Jack sursauta et ses yeux s'ouvrirent surpris par ce hurlement horrible ou elle sentit toute la peur et l'angoisse de Miranda.
- Ouais… ouais… j'suis encore là.
- Restez avec moi, vous avez compris ? C'est un ordre, Jack.
- Pom-pom… girl… j'ai jamais… obéi, dit-elle dans un rire qui la fit tousser.
- Tenez le coup, Jack. Vous devez vivre, la supplia Miranda, dont une larme lui échappa et coula le long de sa joue.
Jack le vit et désirait l'essuyer, mais toutes ses forces l'abandonnèrent.
- J'ai… j'ai réussi à fai… faire fondre… la… Reine des glaces, furent ses derniers mots. Juste avant que son cœur ne cessa de battre. Le visage serein, peine et douleur envolée, laissant seule Miranda complètement bouleversée.
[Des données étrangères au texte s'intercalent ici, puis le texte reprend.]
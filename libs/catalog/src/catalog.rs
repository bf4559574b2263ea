use std::collections::BTreeMap;
use std::path::Path;

use serde::Deserialize;
use tracing::{debug, info};

use crate::cost::{CostEstimator, Estimate};
use crate::credits::Credits;
use crate::definition::ApiDefinition;
use crate::error::CatalogError;

#[derive(Debug, Clone, Copy, Deserialize)]
struct GlobalSwitch {
    #[serde(default = "switch_on")]
    enabled: bool,
}

impl Default for GlobalSwitch {
    fn default() -> Self {
        Self { enabled: true }
    }
}

fn switch_on() -> bool {
    true
}

#[derive(Debug, Deserialize)]
struct CatalogFile {
    #[serde(default)]
    apis: GlobalSwitch,
    #[serde(default)]
    api: BTreeMap<String, ApiDefinition>,
}

/// An API definition that passed every runtime gate, paired with the
/// downstream endpoint it should be dispatched to.
#[derive(Debug, Clone)]
pub struct ResolvedApi {
    pub definition: ApiDefinition,
    pub endpoint: String,
}

impl ResolvedApi {
    pub fn id(&self) -> &str {
        &self.definition.id
    }

    pub fn estimate(&self) -> Estimate {
        self.definition.estimate()
    }
}

/// Immutable view of the API catalog loaded at startup.
#[derive(Debug, Clone)]
pub struct Catalog {
    globally_enabled: bool,
    apis: BTreeMap<String, ApiDefinition>,
}

impl Catalog {
    pub fn load(path: impl AsRef<Path>) -> Result<Self, CatalogError> {
        let path = path.as_ref();
        let raw = std::fs::read_to_string(path).map_err(|source| CatalogError::Io {
            path: path.to_path_buf(),
            source,
        })?;
        let catalog = Self::from_toml_str(&raw)?;
        info!(
            path = %path.display(),
            apis = catalog.apis.len(),
            enabled = catalog.globally_enabled,
            "loaded API catalog"
        );
        Ok(catalog)
    }

    pub fn from_toml_str(raw: &str) -> Result<Self, CatalogError> {
        let file: CatalogFile = toml::from_str(raw)?;
        let mut apis = BTreeMap::new();

        for (id, mut definition) in file.api {
            validate_definition(&id, &definition)?;
            definition.id = id.clone();
            debug!(api_id = %id, model = ?definition.cost_model(), "registered API definition");
            apis.insert(id, definition);
        }

        Ok(Self {
            globally_enabled: file.apis.enabled,
            apis,
        })
    }

    pub fn get(&self, api_id: &str) -> Option<&ApiDefinition> {
        self.apis.get(api_id)
    }

    pub fn is_enabled(&self, api_id: &str) -> bool {
        self.globally_enabled
            && self
                .apis
                .get(api_id)
                .map(|definition| definition.enabled)
                .unwrap_or(false)
    }

    /// Enabled definitions in id order.
    pub fn enabled(&self) -> impl Iterator<Item = &ApiDefinition> {
        let globally_enabled = self.globally_enabled;
        self.apis
            .values()
            .filter(move |definition| globally_enabled && definition.enabled)
    }

    pub fn len(&self) -> usize {
        self.apis.len()
    }

    pub fn is_empty(&self) -> bool {
        self.apis.is_empty()
    }

    /// Runs every configuration gate against the process environment.
    pub fn resolve(&self, api_id: &str) -> Result<ResolvedApi, CatalogError> {
        self.resolve_with(api_id, |name| std::env::var(name).ok())
    }

    /// Gates are checked in order: existence, enablement, required
    /// environment, implementation status, endpoint.
    pub fn resolve_with<F>(&self, api_id: &str, lookup: F) -> Result<ResolvedApi, CatalogError>
    where
        F: Fn(&str) -> Option<String>,
    {
        let definition = self
            .apis
            .get(api_id)
            .ok_or_else(|| CatalogError::NotFound(api_id.to_string()))?;

        if !self.is_enabled(api_id) {
            return Err(CatalogError::Disabled(api_id.to_string()));
        }

        if let Some(missing) = definition
            .env
            .iter()
            .find(|var| lookup(var.as_str()).map_or(true, |value| value.trim().is_empty()))
        {
            return Err(CatalogError::MissingEnv(missing.clone()));
        }

        if !definition.implemented {
            return Err(CatalogError::NotImplemented(api_id.to_string()));
        }

        let endpoint = definition
            .endpoint_with(&lookup)
            .ok_or_else(|| CatalogError::MissingEndpoint(api_id.to_string()))?;

        Ok(ResolvedApi {
            definition: definition.clone(),
            endpoint,
        })
    }
}

impl CostEstimator for Catalog {
    fn estimate(&self, api_id: &str) -> Result<Estimate, CatalogError> {
        if !self.is_enabled(api_id) {
            return Err(CatalogError::NotFound(api_id.to_string()));
        }
        self.apis
            .get(api_id)
            .map(ApiDefinition::estimate)
            .ok_or_else(|| CatalogError::NotFound(api_id.to_string()))
    }
}

fn validate_definition(id: &str, definition: &ApiDefinition) -> Result<(), CatalogError> {
    let invalid = |reason: &str| CatalogError::InvalidDefinition {
        api_id: id.to_string(),
        reason: reason.to_string(),
    };

    if id.is_empty()
        || !id
            .chars()
            .all(|c| c.is_ascii_lowercase() || c.is_ascii_digit() || c == '-' || c == '_')
    {
        return Err(invalid("id must be a lowercase slug"));
    }
    if definition.name.trim().is_empty() {
        return Err(invalid("name cannot be empty"));
    }
    if definition.pricing.estimated.is_negative() {
        return Err(invalid("estimated cost cannot be negative"));
    }
    if definition
        .pricing
        .price
        .map(Credits::is_negative)
        .unwrap_or(false)
    {
        return Err(invalid("price cannot be negative"));
    }
    if definition.request.field.trim().is_empty() {
        return Err(invalid("request field cannot be empty"));
    }
    Ok(())
}

#[cfg(test)]
mod tests {
    use super::*;

    const MINIMAL: &str = r#"
        [api.echo]
        name = "Echo"
        url = "http://localhost:9000/echo"

        [api.echo.pricing]
        estimated = 0.5
    "#;

    #[test]
    fn missing_global_switch_defaults_to_enabled() {
        let catalog = Catalog::from_toml_str(MINIMAL).unwrap();
        assert!(catalog.is_enabled("echo"));
        assert_eq!(catalog.get("echo").unwrap().id, "echo");
    }

    #[test]
    fn rejects_non_slug_ids() {
        let raw = MINIMAL.replace("api.echo", "api.Echo");
        let err = Catalog::from_toml_str(&raw).unwrap_err();
        assert!(matches!(err, CatalogError::InvalidDefinition { .. }));
    }

    #[test]
    fn rejects_negative_pricing() {
        let raw = MINIMAL.replace("estimated = 0.5", "estimated = -0.5");
        let err = Catalog::from_toml_str(&raw).unwrap_err();
        assert!(matches!(err, CatalogError::InvalidDefinition { .. }));
    }

    #[test]
    fn estimate_hides_disabled_apis() {
        let raw = format!("[apis]\nenabled = false\n{MINIMAL}");
        let catalog = Catalog::from_toml_str(&raw).unwrap();
        assert!(matches!(
            catalog.estimate("echo"),
            Err(CatalogError::NotFound(_))
        ));
    }
}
Elle prit son pouls et constata qu'elle n'en avait plus, rapidement elle fit voler les couvertures et se mit à lui faire un massage cardiaque, puis vérifia si elle respirait à nouveau. Toujours aucun pouls, aucune respiration, Miranda reprit le massage en alternant avec un bouche-à-bouche. Miranda la suppliait de revenir, de ne pas la laisser, elle hurlait son prénom, rien n'y faisait. Jack semblait être partie pour de bon. Pourtant, elle s'acharnait entre les massages et le bouche-à-bouche lorsque soudain, elle la vit respirer à nouveau. Le pouls faible et filant, la respiration précaire. Miranda savait bien que ce n'était gagné, que sa vie ne tenait qu'à un fil, il faudrait un miracle pour qu'elle s'en sorte.
- Jack, je vous en supplie, restez avec moi. Battez-vous, la pria Miranda.
Elle se tenait à genoux auprès de Jack, lui tenant la main et se mit à prier toutes les divinités de l'univers de lui venir en aide. Il ne pouvait pas le lui refuser, elle n'adressait pas cette prière pour elle, elle était totalement désintéressée. Tout ce qu'elle voulait c'est qu'elle vive.
Miranda sentit son avant-bras vibrer alors que son omnitech clignotait. Elle l'enclencha, laissant apparaître un holo de Shepard.
- Bonjour Miranda, la salua Shepard. Est-ce que tout va bien ? demanda-t-elle en voyant la tête de Miranda.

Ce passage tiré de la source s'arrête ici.